Before long, I found myself near the Kunsthaus Art Museum, where I spent a couple of hours pondering sculptures by Rodin, sculptures and drawings by Matisse, paintings by Picasso and by quite a few Swiss artists and sculptures by Giacometti.

The Gates of Hell by Rodin

On my meandering path you can’t begin to imagine how much pleasure I was deriving from being in a place still experiencing the last vestiges of autumn. The colours of leaves on the trees, the misty sky, the cold air, all things I have so missed on my travels that I found myself feeling surprisingly at home here.

At the Christmas market, I resisted the many other temptations on offer but indulged in Würst for a late lunch.

On my way back to the station, I managed to have a quick look around the Grossmünster and the Fraumünster (two of the biggest churches in the middle of Zürich) just before they closed. I was particularly interested in the latter, which began life as a Benedictine convent, founded in 853 by Louis the German for his daughter Hildegard. He gave the convent the land of Zürich, Uri and the Albis Forest. In 1045, King Henry III gave the convent the right to hold markets, collect tolls and mint coins, which apparently effectively made the Abbess the ruler of the city. But in 1336 the city’s first independent mayor was appointed (ie not the Abbess’ appointment), and the convent’s political power waned.

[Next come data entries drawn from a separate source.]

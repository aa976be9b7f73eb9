//! Classification Rules & Thresholds
//!
//! Constants and defaults only. Scoring logic lives in `classifier.rs`.

use serde::{Deserialize, Serialize};

// ============================================================================
// THRESHOLDS
// ============================================================================

/// Above this score = Suspicious
pub const SUSPICIOUS_THRESHOLD: f32 = 0.4;

/// Above this score = Malicious
pub const MALICIOUS_THRESHOLD: f32 = 0.7;

/// Absorbs f32 rounding in rule weight sums (0.3 + 0.4 must not exceed 0.7).
/// Applied to the rule-based raw score only; model probabilities compare as-is.
pub const SCORE_EPSILON: f32 = 1e-6;

// ============================================================================
// RULE WEIGHTS (rule-based scorer, evaluated in this order)
// ============================================================================

pub const TRACKING_NAME_WEIGHT: f32 = 0.8;
pub const LONG_VALUE_WEIGHT: f32 = 0.3;
pub const THIRD_PARTY_WEIGHT: f32 = 0.4;
pub const INSECURE_WEIGHT: f32 = 0.2;

/// Values longer than this count as "unusually long"
pub const LONG_VALUE_CHARS: usize = 100;

pub const REASON_TRACKING_NAME: &str = "Known tracking cookie";
pub const REASON_LONG_VALUE: &str = "Unusually long value";
pub const REASON_THIRD_PARTY: &str = "Third-party cookie";
pub const REASON_INSECURE: &str = "Insecure third-party cookie";

// ============================================================================
// QUICK SCORER
// ============================================================================

pub const QUICK_MALICIOUS_SCORE: f32 = 0.9;
pub const QUICK_SUSPICIOUS_SCORE: f32 = 0.6;
pub const QUICK_SAFE_SCORE: f32 = 0.1;

pub const REASON_KNOWN_TRACKER: &str = "Known tracker";
pub const REASON_SUSPICIOUS_PATTERN: &str = "Suspicious pattern";
pub const REASON_NOT_SECURE: &str = "Not secure";

// ============================================================================
// DEFAULT LISTS
// ============================================================================

pub const DEFAULT_TRACKER_DOMAINS: &[&str] = &[
    "doubleclick.net",
    "googleadservices.com",
    "facebook.com",
    "scorecardresearch.com",
];

pub const DEFAULT_TRACKING_NAME_PATTERNS: &[&str] = &["_ga", "_gid", "_fbp", "_fbc", "fr", "__utm"];

pub const DEFAULT_QUICK_SUSPICIOUS_PATTERNS: &[&str] = &["_ga", "_gid", "_fbp", "__gads"];

pub const DEFAULT_AD_NETWORK_DOMAINS: &[&str] = &[
    "doubleclick",
    "googlesyndication",
    "facebook",
    "amazon-adsystem",
];

pub const DEFAULT_IDENTITY_NAME_SUBSTRINGS: &[&str] = &["user", "visitor", "session", "uid", "id"];

// ============================================================================
// CONFIGURABLE THRESHOLDS
// ============================================================================

/// Cutoffs applied to both scorers (strictly greater than)
#[derive(Debug, Clone, Copy, PartialEq, Serialize, Deserialize)]
#[serde(default)]
pub struct ClassificationThresholds {
    pub suspicious: f32,
    pub malicious: f32,
}

impl Default for ClassificationThresholds {
    fn default() -> Self {
        Self {
            suspicious: SUSPICIOUS_THRESHOLD,
            malicious: MALICIOUS_THRESHOLD,
        }
    }
}

impl ClassificationThresholds {
    pub fn is_suspicious(&self, score: f32) -> bool {
        score > self.suspicious
    }

    pub fn is_malicious(&self, score: f32) -> bool {
        score > self.malicious
    }

    /// Both cutoffs in [0, 1] and suspicious strictly below malicious
    pub fn is_ordered(&self) -> bool {
        (0.0..=1.0).contains(&self.suspicious)
            && (0.0..=1.0).contains(&self.malicious)
            && self.suspicious < self.malicious
    }

    /// High sensitivity - lower thresholds, more alerts
    pub fn high_sensitivity() -> Self {
        Self {
            suspicious: 0.3,
            malicious: 0.6,
        }
    }

    /// Low sensitivity - higher thresholds, fewer alerts
    pub fn low_sensitivity() -> Self {
        Self {
            suspicious: 0.5,
            malicious: 0.85,
        }
    }

    /// Preset by name: `high`, `normal` or `low` (case-insensitive)
    pub fn from_sensitivity(name: &str) -> Option<Self> {
        match name.trim().to_ascii_lowercase().as_str() {
            "high" => Some(Self::high_sensitivity()),
            "normal" | "default" => Some(Self::default()),
            "low" => Some(Self::low_sensitivity()),
            _ => None,
        }
    }
}

#[cfg(test)]
mod tests {
    use super::*;

    #[test]
    fn test_thresholds_are_strict() {
        let t = ClassificationThresholds::default();
        assert!(!t.is_suspicious(0.4));
        assert!(t.is_suspicious(0.41));
        assert!(!t.is_malicious(0.7));
        assert!(t.is_malicious(0.71));
    }

    #[test]
    fn test_thresholds_have_no_slack_above_cutoff() {
        let t = ClassificationThresholds::default();
        assert!(t.is_malicious(0.700_000_5));
        assert!(t.is_suspicious(0.400_000_5));
    }

    #[test]
    fn test_sensitivity_presets_ordered() {
        for t in [
            ClassificationThresholds::high_sensitivity(),
            ClassificationThresholds::default(),
            ClassificationThresholds::low_sensitivity(),
        ] {
            assert!(t.is_ordered());
        }
        assert!(!ClassificationThresholds { suspicious: 0.8, malicious: 0.5 }.is_ordered());
        assert!(!ClassificationThresholds { suspicious: 0.4, malicious: 1.5 }.is_ordered());
    }

    #[test]
    fn test_sensitivity_by_name() {
        assert_eq!(
            ClassificationThresholds::from_sensitivity("HIGH"),
            Some(ClassificationThresholds::high_sensitivity())
        );
        assert_eq!(
            ClassificationThresholds::from_sensitivity(" low "),
            Some(ClassificationThresholds::low_sensitivity())
        );
        assert_eq!(
            ClassificationThresholds::from_sensitivity("normal"),
            Some(ClassificationThresholds::default())
        );
        assert_eq!(ClassificationThresholds::from_sensitivity("paranoid"), None);
    }
}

The abbey was dissolved in 1524 in the course of the Reformation by Zwingli. Its last abbess, Katharina Von Zimmern, to whom there is a memorial altar, agreed to its dissolution, though it must have cost her a lot. A lady also spending a thoughtful moment here, told me in halting English that Katharina was a great lady, because she was so concerned about disunity in the church that she decided to allow the abbey to be dissolved, rather than engage in a fight to save it that would create further discord with Zwingli and the Reformers. Food for thought.

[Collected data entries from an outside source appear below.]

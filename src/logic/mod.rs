//! Logic Module - Classification Engine
//!
//! - `cookie/` - Cookie record normalization and store collaborator
//! - `features/` - Feature extraction (20-slot vector)
//! - `threat/` - Rule-based scoring
//! - `model/` - Predictive backends and fallback adapter
//! - `scan/` - Batch orchestration

pub mod config;
pub mod cookie;
pub mod features;
pub mod model;
pub mod scan;
pub mod threat;
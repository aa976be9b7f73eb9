//! Scoring Backend - capability interface
//!
//! Any predictive runtime (ONNX, remote stub, fixed heuristic) plugs in here.
//! The adapter owns the backend and serializes every call through one lock,
//! so implementations need not be reentrant.

use thiserror::Error;

use crate::logic::features::FeatureVector;

/// Errors raised by scoring backends and the adapter
#[derive(Debug, Error)]
pub enum ModelError {
    #[error("backend unavailable: {0}")]
    BackendUnavailable(String),
    #[error("model not found: {0}")]
    ModelNotFound(String),
    #[error("model checksum mismatch: expected {expected}, got {actual}")]
    ChecksumMismatch { expected: String, actual: String },
    #[error("shape mismatch: {0}")]
    ShapeMismatch(String),
    #[error("inference failed: {0}")]
    Inference(String),
    #[error("inference timed out after {0} ms")]
    Timeout(u64),
    #[error("model not ready")]
    NotReady,
}

/// Predictive scoring capability
pub trait ScoringBackend: Send {
    /// Short name for logs and status
    fn name(&self) -> &str;

    /// Acquire the runtime and load a model with input dim 20, scalar output
    fn load(&mut self) -> Result<(), ModelError>;

    /// Malicious probability for one feature vector
    fn infer(&mut self, features: &FeatureVector) -> Result<f32, ModelError>;
}
//! Scan Context
//!
//! Everything a classification call needs from the calling page, passed
//! explicitly instead of read from ambient state.

use serde::{Deserialize, Serialize};

/// Page context for a scan
#[derive(Debug, Clone, Default, Serialize, Deserialize)]
pub struct ScanContext {
    /// Hostname of the page being evaluated (third-party reference)
    pub hostname: String,
    /// "Now" in epoch seconds, used for expiry features
    pub now: f64,
}

impl ScanContext {
    /// Context for `hostname` at the current wall-clock time
    pub fn new(hostname: &str) -> Self {
        Self {
            hostname: hostname.to_string(),
            now: chrono::Utc::now().timestamp_millis() as f64 / 1000.0,
        }
    }

    /// Pin "now" (tests, replay)
    pub fn at(mut self, epoch_secs: f64) -> Self {
        self.now = epoch_secs;
        self
    }

    /// Context derived from a page URL (`https://host:port/path` → `host`)
    pub fn from_url(url: &str) -> Self {
        Self::new(hostname_of(url))
    }
}

/// Hostname portion of a URL
fn hostname_of(url: &str) -> &str {
    let rest = url.split_once("://").map(|(_, r)| r).unwrap_or(url);
    let authority = rest.split(&['/', '?', '#'][..]).next().unwrap_or("");
    let host = authority.rsplit_once('@').map(|(_, h)| h).unwrap_or(authority);
    host.split(':').next().unwrap_or("")
}

#[cfg(test)]
mod tests {
    use super::*;

    #[test]
    fn test_from_url() {
        assert_eq!(ScanContext::from_url("https://www.example.com/a?b").hostname, "www.example.com");
        assert_eq!(ScanContext::from_url("http://user@host.test:8080/").hostname, "host.test");
        assert_eq!(ScanContext::from_url("example.org").hostname, "example.org");
    }

    #[test]
    fn test_pinned_now() {
        let ctx = ScanContext::new("a.test").at(1_000.0);
        assert_eq!(ctx.now, 1_000.0);
    }
}
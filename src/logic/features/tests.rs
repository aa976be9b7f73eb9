//! Extractor tests against the slot contract in `layout.rs`

use crate::logic::config::RiskConfig;
use crate::logic::cookie::{normalize_value, CookieRecord, SameSite};
use crate::logic::threat::ScanContext;
use super::extractor::extract;
use super::layout::{feature_index, FEATURE_COUNT};

const NOW: f64 = 1_700_000_000.0;
const YEAR: f64 = 365.0 * 24.0 * 3600.0;

fn ctx() -> ScanContext {
    ScanContext::new("www.example.com").at(NOW)
}

fn slot(name: &str) -> usize {
    feature_index(name).expect("known feature")
}

#[test]
fn test_empty_cookie_vector() {
    let v = extract(&normalize_value(&serde_json::json!({})), &ctx(), &RiskConfig::default());
    assert_eq!(v.len(), FEATURE_COUNT);
    assert!(v.as_slice().iter().all(|x| *x == 0.0), "all-default cookie should be all zeros: {:?}", v);
}

#[test]
fn test_tracker_cookie_vector() {
    let cookie = CookieRecord::new("_ga", &"ab".repeat(125), ".doubleclick.net")
        .with_path("/ads/track")
        .with_same_site(SameSite::None)
        .with_expiration(NOW + 2.0 * YEAR);
    let v = extract(&cookie, &ctx(), &RiskConfig::default());
    let f = v.as_array();

    assert!((f[0] - 3.0 / 50.0).abs() < 1e-6);
    assert!((f[1] - 0.25).abs() < 1e-6);
    assert!((f[2] - 0.4).abs() < 1e-6);
    assert_eq!(f[slot("third_party")], 1.0);
    assert_eq!(f[slot("secure")], 0.0);
    assert_eq!(f[slot("expiry_ratio")], 1.0);
    assert_eq!(f[slot("tracking_name")], 1.0);
    assert!((f[slot("value_entropy")] - 1.0 / 8.0).abs() < 1e-6);
    assert_eq!(f[slot("base64_value")], 1.0);
    assert_eq!(f[slot("name_has_digit")], 0.0);
    assert_eq!(f[slot("name_has_special")], 0.0);
    assert!((f[slot("path_depth")] - 0.2).abs() < 1e-6);
    assert_eq!(f[slot("same_site")], 1.0);
    assert_eq!(f[slot("broad_domain")], 1.0);
    assert_eq!(f[slot("long_expiry")], 1.0);
    assert_eq!(f[slot("ad_network")], 1.0);
    assert_eq!(f[slot("value_has_url")], 0.0);
    assert_eq!(f[slot("identity_name")], 0.0);
    // long value 0.2 + insecure dotted 0.2 + broad 0.1
    assert!((f[slot("overall_suspicion")] - 0.5).abs() < 1e-6);
}

#[test]
fn test_expiry_features() {
    let config = RiskConfig::default();

    let half = CookieRecord::new("a", "", "").with_expiration(NOW + YEAR / 2.0);
    let v = extract(&half, &ctx(), &config);
    assert!((v.as_array()[6] - 0.5).abs() < 1e-4);
    assert_eq!(v.as_array()[15], 0.0);

    let expired = CookieRecord::new("a", "", "").with_expiration(NOW - 10.0);
    let v = extract(&expired, &ctx(), &config);
    assert_eq!(v.as_array()[6], 0.0);

    let session = CookieRecord::new("a", "", "");
    let v = extract(&session, &ctx(), &config);
    assert_eq!(v.as_array()[6], 0.0);
    assert_eq!(v.as_array()[15], 0.0);
}

#[test]
fn test_name_shape_features() {
    let config = RiskConfig::default();

    let cookie = CookieRecord::new("User.Id2", "see https://x.test", "example.com");
    let f = *extract(&cookie, &ctx(), &config).as_array();
    assert_eq!(f[10], 1.0, "digit");
    assert_eq!(f[11], 1.0, "special char");
    assert_eq!(f[17], 1.0, "embedded url");
    assert_eq!(f[18], 1.0, "identity name");
    assert_eq!(f[3], 0.0, "first party");
}

#[test]
fn test_same_site_mapping() {
    let config = RiskConfig::default();
    for (same_site, expected) in [
        (SameSite::None, 1.0),
        (SameSite::Lax, 0.5),
        (SameSite::Strict, 0.0),
        (SameSite::Unset, 0.0),
    ] {
        let cookie = CookieRecord::new("a", "", "").with_same_site(same_site);
        assert_eq!(extract(&cookie, &ctx(), &config).as_array()[13], expected);
    }
}

#[test]
fn test_long_name_not_clamped() {
    let cookie = CookieRecord::new(&"n".repeat(100), "", "");
    let v = extract(&cookie, &ctx(), &RiskConfig::default());
    assert_eq!(v.as_array()[0], 2.0);
}

#[test]
fn test_configured_lists_drive_features() {
    let mut config = RiskConfig::default();
    config.ad_network_domains = vec!["adserver".to_string()];
    config.tracking_name_patterns = vec!["trk".to_string()];

    let cookie = CookieRecord::new("trk_id", "", "eu.adserver.test");
    let f = *extract(&cookie, &ctx(), &config).as_array();
    assert_eq!(f[7], 1.0);
    assert_eq!(f[16], 1.0);
}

I was either too late or you can’t currently see inside the church space where apparently there are five windows by Mark Chagall and another one by Giacometti that I’d have loved to have seen. But I could see the numerous frescoes on the cloister walls.

Somehow, in spite of my plans to spend a lazy day in the hotel, Zürich enticed me to stay until the evening, when the whole place was lit with tiny white fairy lights apparently strung from the sky like stars.

Farewell Singapore

On my last day in Singapore, I got to taste some wonderful “Bento” (a box packed meal see pic below) from this veggie café that I’d spotted before. It did not disappoint. It’s amazing just how delicious simple food can be, with a little bit of skill at preparing it:

Fragrant rice, soup (remarkably tasty, served with every meal, perhaps aiding digestion?), beans and carrots cooked in some kind of sesame and soy sauce that was delicious, potato and various other veg curry (ooo that was good) and a squidge of chilli sauce, and some veggie gyoza (dumplings- below):

Well, what an incredible Southeast Asian adventure I’ve had! And I am very much going to miss these lovely people who have hosted me so very ably in Singapore. I feel very fortunate to have found such kindred spirits all over the world, who have offered me such amazing hospitality. There was a lump in my throat saying goodbye to these lovelies.

Apparently, when astronauts return to earth, there’s a phenomenon they experience where they cease to be able to understand why nations war against each other. From the viewpoint of space, we are really all just human beings on our one tiny planet, and it seems crazy that we should ever not just get along with each other. (I read about this in The Book of Joy, a very thought provoking and readable book by Douglas Abrams about the Dalai Lama meeting Archbishop Desmond Tutu.)

I know it’s more complicated than that, when people’s land, or means of survival has been taken from them. But then, actually, is it? Why should it ever even enter our brains to take things away from each other? And why should we ever not offer hospitality to a human being in need of it? (Especially those fleeing war or threat of torture or death.) Today it’s them, tomorrow it may well be us, after all.

Nearing the end of my three month journey around the world, I am beginning to feel a bit like the astronauts.